Data for this exercise ▸

//! Currency normalization
//!
//! Converts amounts into an account's base currency. A live rate lookup is
//! tried first under a short deadline; any failure falls back to a static
//! table expressed as "1 unit -> VND". The fallback never fails.

use crate::error::GatekeeperError;
use crate::Result;
use async_trait::async_trait;
use lazy_static::lazy_static;
use reqwest::Client;
use serde::{Deserialize, Serialize};
use std::collections::HashMap;
use std::sync::Arc;
use std::time::Duration;
use tracing::{debug, warn};

lazy_static! {
    /// Static safety net: value of one unit in VND.
    static ref FALLBACK_RATES_TO_VND: HashMap<&'static str, f64> = {
        let mut m = HashMap::new();
        m.insert("USD", 25_400.0);
        m.insert("EUR", 27_500.0);
        m.insert("JPY", 170.0);
        m.insert("KRW", 18.5);
        m.insert("VND", 1.0);
        m
    };
}

/// Map common symbols and casing onto ISO-like codes.
pub fn normalize_code(raw: &str) -> String {
    match raw.trim() {
        "₫" | "đ" | "Đ" | "VNĐ" | "vnđ" => "VND".to_string(),
        "$" | "US$" => "USD".to_string(),
        "€" => "EUR".to_string(),
        "¥" | "円" => "JPY".to_string(),
        "₩" | "원" => "KRW".to_string(),
        other => other.to_uppercase(),
    }
}

/// Unknown codes count as 1.0 against the base.
fn rate_to_base(code: &str) -> f64 {
    FALLBACK_RATES_TO_VND.get(code).copied().unwrap_or(1.0)
}

/// Cross rate from the static table: rate_to_base(from) / rate_to_base(to).
pub fn fallback_rate(from: &str, to: &str) -> f64 {
    rate_to_base(&normalize_code(from)) / rate_to_base(&normalize_code(to))
}

#[derive(Debug, Clone, Copy, Serialize, Deserialize, PartialEq, Eq)]
#[serde(rename_all = "lowercase")]
pub enum RateSource {
    /// Same currency, no lookup
    Identity,
    Live,
    Fallback,
}

#[derive(Debug, Clone, Copy, PartialEq)]
pub struct Conversion {
    pub amount: f64,
    pub rate: f64,
    pub source: RateSource,
}

/// Live exchange-rate service. Best effort only.
#[async_trait]
pub trait RateProvider: Send + Sync {
    /// Rates quoted as "1 `base` = rate[code]".
    async fn latest_rates(&self, base: &str) -> Result<HashMap<String, f64>>;
}

/// Currency conversion capability used by the ledger.
#[async_trait]
pub trait CurrencyConverter: Send + Sync {
    async fn convert(&self, amount: f64, from: &str, to: &str) -> Result<Conversion>;
}

/// exchangerate-api.com style client: GET {base_url}/{BASE} -> {"rates": {...}}
pub struct ExchangeRateApiClient {
    client: Client,
    base_url: String,
}

#[derive(Debug, Deserialize)]
struct RatesResponse {
    rates: HashMap<String, f64>,
}

impl ExchangeRateApiClient {
    pub fn new(base_url: &str, timeout: Duration) -> Result<Self> {
        let client = Client::builder()
            .pool_idle_timeout(Duration::from_secs(60))
            .timeout(timeout)
            .build()?;

        Ok(Self {
            client,
            base_url: base_url.trim_end_matches('/').to_string(),
        })
    }
}

#[async_trait]
impl RateProvider for ExchangeRateApiClient {
    async fn latest_rates(&self, base: &str) -> Result<HashMap<String, f64>> {
        let url = format!("{}/{}", self.base_url, base);

        let response = self.client.get(&url).send().await?;
        let status = response.status();
        if !status.is_success() {
            return Err(GatekeeperError::Currency(format!(
                "rate service returned {} for {}",
                status, base
            )));
        }

        let body: RatesResponse = response.json().await?;
        Ok(body.rates)
    }
}

/// Live rates with static fallback.
pub struct CurrencyNormalizer {
    provider: Option<Arc<dyn RateProvider>>,
    deadline: Duration,
}

impl CurrencyNormalizer {
    pub fn new(provider: Arc<dyn RateProvider>, deadline: Duration) -> Self {
        Self {
            provider: Some(provider),
            deadline,
        }
    }

    /// Static table only, no network.
    pub fn offline() -> Self {
        Self {
            provider: None,
            deadline: Duration::ZERO,
        }
    }

    async fn live_rate(&self, from: &str, to: &str) -> Result<f64> {
        let provider = self
            .provider
            .as_ref()
            .ok_or_else(|| GatekeeperError::Currency("no live rate provider".to_string()))?;

        let rates = tokio::time::timeout(self.deadline, provider.latest_rates(from))
            .await
            .map_err(|_| GatekeeperError::Currency(format!("rate lookup for {} timed out", from)))??;

        rates
            .get(to)
            .copied()
            .filter(|r| r.is_finite() && *r > 0.0)
            .ok_or_else(|| GatekeeperError::Currency(format!("no usable {} rate for {}", to, from)))
    }
}

#[async_trait]
impl CurrencyConverter for CurrencyNormalizer {
    async fn convert(&self, amount: f64, from: &str, to: &str) -> Result<Conversion> {
        let from = normalize_code(from);
        let to = normalize_code(to);

        if from == to {
            return Ok(Conversion {
                amount,
                rate: 1.0,
                source: RateSource::Identity,
            });
        }

        let (rate, source) = match self.live_rate(&from, &to).await {
            Ok(rate) => (rate, RateSource::Live),
            Err(e) => {
                if self.provider.is_some() {
                    warn!(%from, %to, error = %e, "Live rate unavailable, using fallback table");
                }
                (fallback_rate(&from, &to), RateSource::Fallback)
            }
        };

        debug!(%from, %to, rate, ?source, "Currency converted");

        Ok(Conversion {
            amount: amount * rate,
            rate,
            source,
        })
    }
}
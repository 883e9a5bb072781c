//! Notification Classifier
//!
//! Asks the oracle for the intent of a notification and normalises the
//! answer into a strict [`ClassificationResult`]:
//! - FINANCE: money in or out, banking alerts
//! - SCHEDULE: meetings, appointments, tickets, deadlines
//! - OTHER: everything else (OTP, chat, promotions)
//!
//! The oracle is never trusted. Any failure yields the fail-safe default.

use crate::error::GatekeeperError;
use crate::models::{Category, ClassificationResult, NotificationEvent};
use crate::oracle::{parse_json_object, str_field, LanguageModel};
use crate::prompts::render;
use crate::Result;
use async_trait::async_trait;
use serde_json::{Map, Value};
use std::sync::Arc;
use tracing::{debug, warn};

const MIN_PRIORITY: i64 = 1;
const MAX_PRIORITY: i64 = 5;
const DEFAULT_PRIORITY: u8 = 3;
const CLASSIFIER_TEMPERATURE: f32 = 0.3;

/// Intent classification capability.
#[async_trait]
pub trait Classifier: Send + Sync {
    /// Never fails: oracle problems collapse into the fail-safe default.
    async fn classify(&self, event: &NotificationEvent, lang: &str) -> ClassificationResult;
}

/// Oracle-backed classifier
pub struct LlmClassifier {
    model: Arc<dyn LanguageModel>,
    prompt: String,
}

impl LlmClassifier {
    pub fn new(model: Arc<dyn LanguageModel>, prompt: String) -> Self {
        Self { model, prompt }
    }

    async fn try_classify(&self, event: &NotificationEvent, lang: &str) -> Result<ClassificationResult> {
        let system = render(&self.prompt, &[("lang", lang)]);
        let user = format!(
            "App: {}\nTitle: {}\nReceived: {}\nContent: {}",
            event.source_app,
            event.title,
            event.received_at.to_rfc3339(),
            event.content
        );

        let raw = self
            .model
            .complete_json(&system, &user, CLASSIFIER_TEMPERATURE)
            .await?;
        let map = parse_json_object(&raw)?;
        normalize_classification(&map)
    }
}

#[async_trait]
impl Classifier for LlmClassifier {
    async fn classify(&self, event: &NotificationEvent, lang: &str) -> ClassificationResult {
        match self.try_classify(event, lang).await {
            Ok(result) => {
                debug!(
                    category = %result.category,
                    priority = result.priority,
                    is_spam = result.is_spam,
                    "Notification classified"
                );
                result
            }
            Err(e) => {
                warn!(source_app = %event.source_app, error = %e, "Classifier fail-safe triggered");
                ClassificationResult::fail_safe()
            }
        }
    }
}

/// Coerce an oracle object into a valid classification.
pub fn normalize_classification(map: &Map<String, Value>) -> Result<ClassificationResult> {
    let label = str_field(map, "classification")
        .or_else(|| str_field(map, "category"))
        .ok_or_else(|| GatekeeperError::Oracle("missing classification".to_string()))?;

    let (category, label_spam) = match label.to_uppercase().as_str() {
        "FINANCE" => (Category::Finance, false),
        "SCHEDULE" => (Category::Schedule, false),
        // Deprecated label set: TRASH / IMPORTANT
        "TRASH" | "SPAM" => (Category::Other, true),
        _ => (Category::Other, false),
    };

    let is_spam = match map.get("is_spam") {
        None | Some(Value::Null) => label_spam,
        Some(Value::Bool(b)) => *b || label_spam,
        Some(other) => {
            return Err(GatekeeperError::Oracle(format!(
                "is_spam is not a boolean: {}",
                other
            )))
        }
    };

    let priority = map
        .get("priority")
        .and_then(Value::as_i64)
        .map(|p| p.clamp(MIN_PRIORITY, MAX_PRIORITY) as u8)
        .unwrap_or(DEFAULT_PRIORITY);

    let summary = map
        .get("summary")
        .and_then(Value::as_str)
        .map(first_two_lines)
        .unwrap_or_default();

    let confidence_score = map
        .get("confidence_score")
        .and_then(Value::as_f64)
        .filter(|c| c.is_finite())
        .map(|c| c.clamp(0.0, 1.0) as f32);

    Ok(ClassificationResult {
        category,
        is_spam,
        // Spam is always lowest priority, whatever the oracle said.
        priority: if is_spam { 1 } else { priority },
        summary,
        reasoning: str_field(map, "reasoning"),
        confidence_score,
    })
}

fn first_two_lines(text: &str) -> String {
    text.trim()
        .lines()
        .map(str::trim)
        .filter(|l| !l.is_empty())
        .take(2)
        .collect::<Vec<_>>()
        .join("\n")
}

Directions ▸ Among the lines of the data, identify those with the word "copied". Copy each of them.

Reply ▸
    FALLBACK_RATES_TO_VND.get(code).copied().unwrap_or(1.0)
            .copied()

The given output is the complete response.